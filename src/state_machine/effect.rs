//! Effects produced by state transitions

use crate::error::ChatError;
use crate::extract::Action;
use crate::runtime::ServerEvent;

/// Which pause the executor should take
#[derive(Debug, Clone, Copy, PartialEq, Eq)]
pub enum Pause {
    /// After the "analyzing" preamble, before the first action
    AfterPreamble,
    /// Between two emitted actions
    BetweenActions,
}

/// Effects to be executed after a state transition
#[derive(Debug, Clone, PartialEq)]
pub enum Effect {
    /// Append the user's text to the transcript and the model history
    RecordUserMessage { text: String },

    /// Call the model with the chat's history
    RequestModel,

    /// Append the model's raw reply to the model history
    RecordAssistantReply { text: String },

    /// Run the extractor over the reply
    ExtractActions { text: String },

    /// Send an event to the client and record it in the transcript
    Emit(ServerEvent),

    /// Write a file action through to the store, then emit it
    ApplyAction(Action),

    Pause(Pause),
}

impl Effect {
    pub fn emit_message(text: impl Into<String>) -> Self {
        Effect::Emit(ServerEvent::message(text))
    }

    pub fn emit_error(error: &ChatError) -> Self {
        Effect::Emit(ServerEvent::error(error))
    }
}
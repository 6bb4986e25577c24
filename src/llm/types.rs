//! Common types for LLM interactions

use serde::{Deserialize, Serialize};

/// LLM request
#[derive(Debug, Clone)]
pub struct LlmRequest {
    pub system: String,
    pub messages: Vec<LlmMessage>,
    pub max_tokens: Option<u32>,
    pub temperature: Option<f32>,
}

/// Message in conversation
#[derive(Debug, Clone, PartialEq, Eq, Serialize, Deserialize)]
pub struct LlmMessage {
    pub role: MessageRole,
    pub content: String,
}

impl LlmMessage {
    pub fn user(content: impl Into<String>) -> Self {
        Self {
            role: MessageRole::User,
            content: content.into(),
        }
    }

    pub fn assistant(content: impl Into<String>) -> Self {
        Self {
            role: MessageRole::Assistant,
            content: content.into(),
        }
    }
}

/// Message role
#[derive(Debug, Clone, Copy, PartialEq, Eq, Serialize, Deserialize)]
#[serde(rename_all = "lowercase")]
pub enum MessageRole {
    User,
    Assistant,
}

impl MessageRole {
    pub fn as_str(self) -> &'static str {
        match self {
            MessageRole::User => "user",
            MessageRole::Assistant => "assistant",
        }
    }
}

/// Content block in a response
#[derive(Debug, Clone, PartialEq, Eq)]
pub enum ContentBlock {
    Text { text: String },
}

impl ContentBlock {
    pub fn text(s: impl Into<String>) -> Self {
        ContentBlock::Text { text: s.into() }
    }
}

/// LLM response
#[derive(Debug, Clone)]
pub struct LlmResponse {
    pub content: Vec<ContentBlock>,
    pub end_turn: bool,
    pub usage: Usage,
}

impl LlmResponse {
    /// Get text content from the response
    pub fn text(&self) -> String {
        self.content
            .iter()
            .map(|block| match block {
                ContentBlock::Text { text } => text.as_str(),
            })
            .collect::<Vec<_>>()
            .join("")
    }
}

/// Usage statistics
#[derive(Debug, Clone, Copy, Default)]
pub struct Usage {
    pub input_tokens: u64,
    pub output_tokens: u64,
}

(WORK TO BE COMPLETED)
Filter the entries above and keep only the lines with the word "LlmResponse".

(RESULT OF THIS EXERCISE)
pub struct LlmResponse {
impl LlmResponse {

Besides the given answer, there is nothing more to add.